Directions for this task:
Copy each line of the entries that includes the word "Returns".

(Saved data entries)

* * * * *

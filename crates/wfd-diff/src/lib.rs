//! Structural diff engine for workflow snapshots.
//!
//! Pairs blocks, ports, and links across two [`wfd_types::Workflow`]
//! snapshots by identity and derives typed difference records from what
//! was added, deleted, or edited.
//!
//! # Key Types
//!
//! - [`find_edited_objects`] / [`presence`] -- Identity-keyed matching
//! - [`Comparer`] -- One independent comparison pass
//! - [`WorkflowDiffer`] / [`WorkflowDiff`] -- Runs the passes and collects records
//! - [`DiffRecord`] / [`Category`] -- The difference vocabulary
//! - [`Report`] -- Records grouped into printable sections

pub mod comparer;
pub mod error;
pub mod matcher;
pub mod passes;
pub mod record;
pub mod report;

#[cfg(test)]
pub(crate) mod testutil;

pub use comparer::{diff_workflows, CompareContext, Comparer, WorkflowDiff, WorkflowDiffer};
pub use error::{DiffError, DiffResult};
pub use matcher::{find_edited_objects, matched_pairs, presence, Presence};
pub use passes::{BlockEdits, BlockPresence, LinkPresence, PortEdits, PortPresence};
pub use record::{Category, DiffRecord, LinkEnds, PortFlag};
pub use report::{Report, Section};
//! Async REST client for the BlockCypher API.

use crate::query_helpers::{BlockRef, QueryParams};
use crate::types::{Chain, Coin};
use reqwest::{Client, Method, StatusCode, header};
use serde::Serialize;
use serde_json::{Value, json};
use std::fmt;
use std::time::Duration;
use tracing::{debug, warn};
use url::Url;

/// Root of the public BlockCypher API.
pub const DEFAULT_BASE_URL: &str = "https://api.blockcypher.com/v1";

const USER_AGENT: &str = concat!(env!("CARGO_PKG_NAME"), "/", env!("CARGO_PKG_VERSION"));

/// Non-2xx response returned by the API.
///
/// BlockCypher reports failures as JSON, either as a single error:
///
/// ```json
/// { "error": "Wallet alice not found" }
/// ```
///
/// or as a list when several inputs were rejected:
///
/// ```json
/// { "errors": [{ "error": "Unable to find a transaction to spend" }] }
/// ```
///
/// `message` holds the extracted text; `body` keeps the full payload for callers
/// that need more than the message.
#[derive(Debug, thiserror::Error)]
#[error("API error {status}: {message}")]
pub struct ApiError {
    pub status: StatusCode,
    pub message: String,
    /// Parsed error payload, if the response body was JSON.
    pub body: Option<Value>,
}

impl ApiError {
    fn from_response(status: StatusCode, bytes: &[u8]) -> Self {
        let body = serde_json::from_slice::<Value>(bytes).ok();
        let message = body
            .as_ref()
            .and_then(error_message)
            .or_else(|| {
                let text = String::from_utf8_lossy(bytes).trim().to_string();
                (!text.is_empty()).then_some(text)
            })
            .unwrap_or_else(|| status.canonical_reason().unwrap_or("unknown status").to_string());

        Self {
            status,
            message,
            body,
        }
    }

    /// Returns `true` for HTTP 404 (unknown address, wallet, hook, ...).
    pub fn is_not_found(&self) -> bool {
        self.status == StatusCode::NOT_FOUND
    }

    /// Returns `true` when the token was missing or rejected.
    pub fn is_unauthorized(&self) -> bool {
        matches!(self.status, StatusCode::UNAUTHORIZED | StatusCode::FORBIDDEN)
    }

    /// Returns `true` when the token's request quota is exhausted.
    pub fn is_rate_limited(&self) -> bool {
        self.status == StatusCode::TOO_MANY_REQUESTS
    }
}

fn error_message(body: &Value) -> Option<String> {
    if let Some(message) = body.get("error").and_then(Value::as_str) {
        return Some(message.to_string());
    }
    let messages: Vec<&str> = body
        .get("errors")?
        .as_array()?
        .iter()
        .filter_map(|entry| entry.get("error").and_then(Value::as_str))
        .collect();
    (!messages.is_empty()).then(|| messages.join("; "))
}

/// Client error type.
#[derive(Debug, thiserror::Error)]
pub enum Error {
    #[error("HTTP error: {0}")]
    Http(#[from] reqwest::Error),
    #[error(transparent)]
    Api(#[from] ApiError),
    #[error("JSON error: {0}")]
    Json(#[from] serde_json::Error),
    #[error("invalid URL: {0}")]
    Url(#[from] url::ParseError),
}

impl Error {
    /// Returns the API error if the server answered with a non-2xx status.
    pub fn api_error(&self) -> Option<&ApiError> {
        match self {
            Self::Api(error) => Some(error),
            _ => None,
        }
    }
}

/// Result type alias for client operations.
pub type Result<T> = std::result::Result<T, Error>;

/// Transport settings for [`BlockcypherClient::with_config`].
#[derive(Clone, Debug)]
pub struct ClientConfig {
    /// API root, without coin and chain (defaults to [`DEFAULT_BASE_URL`]).
    pub base_url: String,
    /// Total time allowed for one request. `None` leaves it to the transport.
    pub timeout: Option<Duration>,
    /// Time allowed to establish a connection.
    pub connect_timeout: Option<Duration>,
}

impl Default for ClientConfig {
    fn default() -> Self {
        Self {
            base_url: DEFAULT_BASE_URL.to_string(),
            timeout: None,
            connect_timeout: None,
        }
    }
}

impl ClientConfig {
    /// Point the client at a different API root (staging or mock server).
    pub fn with_base_url(mut self, base_url: impl Into<String>) -> Self {
        self.base_url = base_url.into();
        self
    }

    /// Set the total time allowed for one request.
    pub fn with_timeout(mut self, timeout: Duration) -> Self {
        self.timeout = Some(timeout);
        self
    }

    /// Set the time allowed to establish a connection.
    pub fn with_connect_timeout(mut self, timeout: Duration) -> Self {
        self.connect_timeout = Some(timeout);
        self
    }
}

/// Async client for the BlockCypher REST API.
///
/// Each client is bound to one coin, one chain and one API token. Every request
/// goes to `<base>/<coin>/<chain>/<resource>` with `token` appended to the query
/// string. Responses are returned as raw JSON.
///
/// Cloning is cheap and clones share the underlying connection pool.
///
/// # Example
///
/// ```no_run
/// use blockcypher_client::{BlockcypherClient, Chain, Coin};
///
/// #[tokio::main]
/// async fn main() -> blockcypher_client::client::Result<()> {
///     let client = BlockcypherClient::new(Coin::Btc, Chain::Main, "your-token");
///     let balance = client.address_balance("1DEP8i3QJCsomS4BSMY2RpU1upv62aGvhD", None).await?;
///     println!("Balance: {}", balance["balance"]);
///     Ok(())
/// }
/// ```
#[derive(Clone)]
pub struct BlockcypherClient {
    client: Client,
    base_url: String,
    coin: Coin,
    chain: Chain,
    token: String,
}

impl fmt::Debug for BlockcypherClient {
    fn fmt(&self, f: &mut fmt::Formatter<'_>) -> fmt::Result {
        f.debug_struct("BlockcypherClient")
            .field("base_url", &self.base_url)
            .field("coin", &self.coin)
            .field("chain", &self.chain)
            .field("token", &"<redacted>")
            .finish()
    }
}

* * * * *

Solution to the exercise:
    /// Returns `true` for HTTP 404 (unknown address, wallet, hook, ...).
    /// Returns `true` when the token was missing or rejected.
    /// Returns `true` when the token's request quota is exhausted.
    /// Returns the API error if the server answered with a non-2xx status.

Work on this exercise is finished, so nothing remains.